Physics based simulations in early-stage drug discovery
DRA lecture held by Dr. Willem Jespers, Assistant professor, Leiden Academic Centre for Drug Research (LACDR), Leiden University, The Netherlands
Free Energy Perturbation (FEP) is one of the most accurate computational approaches to estimate the affinity of small molecules for a biological target. Its application in pharmaceutical drug discovery has been steadily increasing over the last decade. This is largely caused by an increase in throughput of the method driven by advances in hardware and the increase in efficient workflows. To this extent, Dr. Jespers recently developed QligFEP, a python package written around the software package Q, which is different to most methods in that it applies spherical boundary conditions to represent the binding site. Together with a dual topology representation of the ligand coordinates, this approach offers a computationally efficient and versatile package, which was recently benchmarked against 8 pharmaceutical targets using the Open Force Field. One caveat of FEP is that the efficiency of the method is still dependent on sufficient phase-space overlap between the molecular entities, typically obtained by introducing unphysical intermediates between two molecules of interest. Dr.
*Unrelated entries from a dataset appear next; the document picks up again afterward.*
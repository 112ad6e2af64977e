//! Shared random source and string helpers.
//!
//! Every generator draws from one [`RandomSource`]. A seeded source makes a
//! whole engine reproducible; clones share the same underlying stream.

use std::ops::RangeInclusive;
use std::sync::Arc;

use parking_lot::Mutex;
use rand::distributions::{Alphanumeric, DistString, Uniform};
use rand::rngs::StdRng;
use rand::{Rng, SeedableRng};

/// Printable ASCII, space through tilde.
const ASCII_PRINTABLE: RangeInclusive<char> = ' '..='~';

#[derive(Clone)]
pub struct RandomSource {
    rng: Arc<Mutex<StdRng>>,
}

impl RandomSource {
    pub fn from_entropy() -> Self {
        Self::from_rng(StdRng::from_entropy())
    }

    pub fn seeded(seed: u64) -> Self {
        Self::from_rng(StdRng::seed_from_u64(seed))
    }

    /// Seeded when a seed is given, entropy otherwise.
    pub fn from_seed(seed: Option<u64>) -> Self {
        match seed {
            Some(seed) => Self::seeded(seed),
            None => Self::from_entropy(),
        }
    }

    fn from_rng(rng: StdRng) -> Self {
        Self {
            rng: Arc::new(Mutex::new(rng)),
        }
    }

    /// Run `f` with exclusive access to the generator.
    pub fn with<R>(&self, f: impl FnOnce(&mut StdRng) -> R) -> R {
        let mut rng = self.rng.lock();
        f(&mut rng)
    }

    pub fn gen_bool(&self) -> bool {
        self.with(|rng| rng.gen_bool(0.5))
    }

    pub fn gen_index(&self, len: usize) -> usize {
        self.with(|rng| rng.gen_range(0..len))
    }

    pub fn gen_len(&self, range: RangeInclusive<usize>) -> usize {
        self.with(|rng| rng.gen_range(range))
    }

    /// `len` arbitrary Unicode scalar values.
    pub fn any_string(&self, len: usize) -> String {
        self.with(|rng| (0..len).map(|_| rng.gen::<char>()).collect())
    }

    /// `len` printable ASCII characters.
    pub fn ascii_string(&self, len: usize) -> String {
        self.with(|rng| {
            let dist = Uniform::new_inclusive(*ASCII_PRINTABLE.start(), *ASCII_PRINTABLE.end());
            (0..len).map(|_| rng.sample(dist)).collect()
        })
    }

    /// `len` ASCII letters.
    pub fn alphabetic_string(&self, len: usize) -> String {
        self.with(|rng| {
            (0..len)
                .map(|_| {
                    let offset = rng.gen_range(0..26u8);
                    if rng.gen_bool(0.5) {
                        (b'a' + offset) as char
                    } else {
                        (b'A' + offset) as char
                    }
                })
                .collect()
        })
    }

    /// `len` ASCII letters and digits.
    pub fn alphanumeric_string(&self, len: usize) -> String {
        self.with(|rng| Alphanumeric.sample_string(rng, len))
    }

    pub fn printable_char(&self) -> char {
        self.with(|rng| rng.gen_range(ASCII_PRINTABLE))
    }
}

impl std::fmt::Debug for RandomSource {
    fn fmt(&self, f: &mut std::fmt::Formatter<'_>) -> std::fmt::Result {
        f.write_str("RandomSource")
    }
}
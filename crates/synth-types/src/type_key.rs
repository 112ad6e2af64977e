//! Type descriptors.
//!
//! A [`TypeKey`] is the identity of a type inside the synthesizer: a
//! `::`-separated path such as `shop::orders::Order`. Array types are written
//! `[component]`. Keys are cheap to clone and are used as map keys by the
//! registry and the cache.

use std::fmt;

use serde::{Deserialize, Serialize};

use crate::well_known;

/// Identifier of a class, interface, enum, array or built-in type.
#[derive(Clone, PartialEq, Eq, Hash, PartialOrd, Ord, Serialize, Deserialize)]
#[serde(transparent)]
pub struct TypeKey(String);

impl TypeKey {
    /// Create a key from its full path.
    pub fn new(path: impl Into<String>) -> Self {
        Self(path.into())
    }

    /// Key of an array whose elements are `component`.
    pub fn array_of(component: &TypeKey) -> Self {
        Self(format!("[{}]", component.0))
    }

    pub fn as_str(&self) -> &str {
        &self.0
    }

    /// Whether this key denotes an array type.
    pub fn is_array(&self) -> bool {
        self.0.len() > 2 && self.0.starts_with('[') && self.0.ends_with(']')
    }

    /// Component type of an array key.
    pub fn component(&self) -> Option<TypeKey> {
        if self.is_array() {
            Some(TypeKey(self.0[1..self.0.len() - 1].to_string()))
        } else {
            None
        }
    }

    /// Namespace the type is declared in (`shop::orders` for
    /// `shop::orders::Order`). Empty for built-ins and arrays.
    pub fn namespace(&self) -> &str {
        if self.is_array() {
            return "";
        }
        match self.0.rfind("::") {
            Some(idx) => &self.0[..idx],
            None => "",
        }
    }

    /// Simple name without the namespace.
    pub fn name(&self) -> &str {
        match self.0.rfind("::") {
            Some(idx) if !self.is_array() => &self.0[idx + 2..],
            _ => &self.0,
        }
    }

    /// Whether `self` is declared in `namespace` or one of its children.
    /// The empty namespace holds top-level keys only.
    pub fn is_within(&self, namespace: &str) -> bool {
        let own = self.namespace();
        if namespace.is_empty() {
            return own.is_empty();
        }
        own == namespace
            || (own.starts_with(namespace) && own[namespace.len()..].starts_with("::"))
    }

    pub fn is_any(&self) -> bool {
        self.0 == well_known::ANY
    }

    /// Whether this key is one of the built-in scalar or container types.
    pub fn is_builtin(&self) -> bool {
        well_known::SCALARS.contains(&self.as_str())
            || well_known::CONTAINERS.contains(&self.as_str())
    }
}

impl From<&str> for TypeKey {
    fn from(path: &str) -> Self {
        Self::new(path)
    }
}

impl From<String> for TypeKey {
    fn from(path: String) -> Self {
        Self(path)
    }
}

impl fmt::Display for TypeKey {
    fn fmt(&self, f: &mut fmt::Formatter<'_>) -> fmt::Result {
        f.write_str(&self.0)
    }
}

impl fmt::Debug for TypeKey {
    fn fmt(&self, f: &mut fmt::Formatter<'_>) -> fmt::Result {
        write!(f, "TypeKey({})", self.0)
    }
}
Jespers will present a method to automatically design physical intermediates that, if carefully applied, could 1) overcome the problem of phase-space overlap and 2) potentially provide additional structure activity relationships (SAR) by connecting physical intermediates whilst simultaneously reducing the sampling time for unphysical intermediates.
The lecture is organised on behalf of the graduate programme in pharmaceutical sciences, Drug Research Academy, by Research Consultant Kasper Harpsøe and Postdoc Icaro Simon, Department of Drug Design and Pharmacology, Faculty of Health and Medical Sciences, University of Copenhagen.
The DRA lecture is free of charge and open for attendance by all interested parties. It is not necessary to pre-register.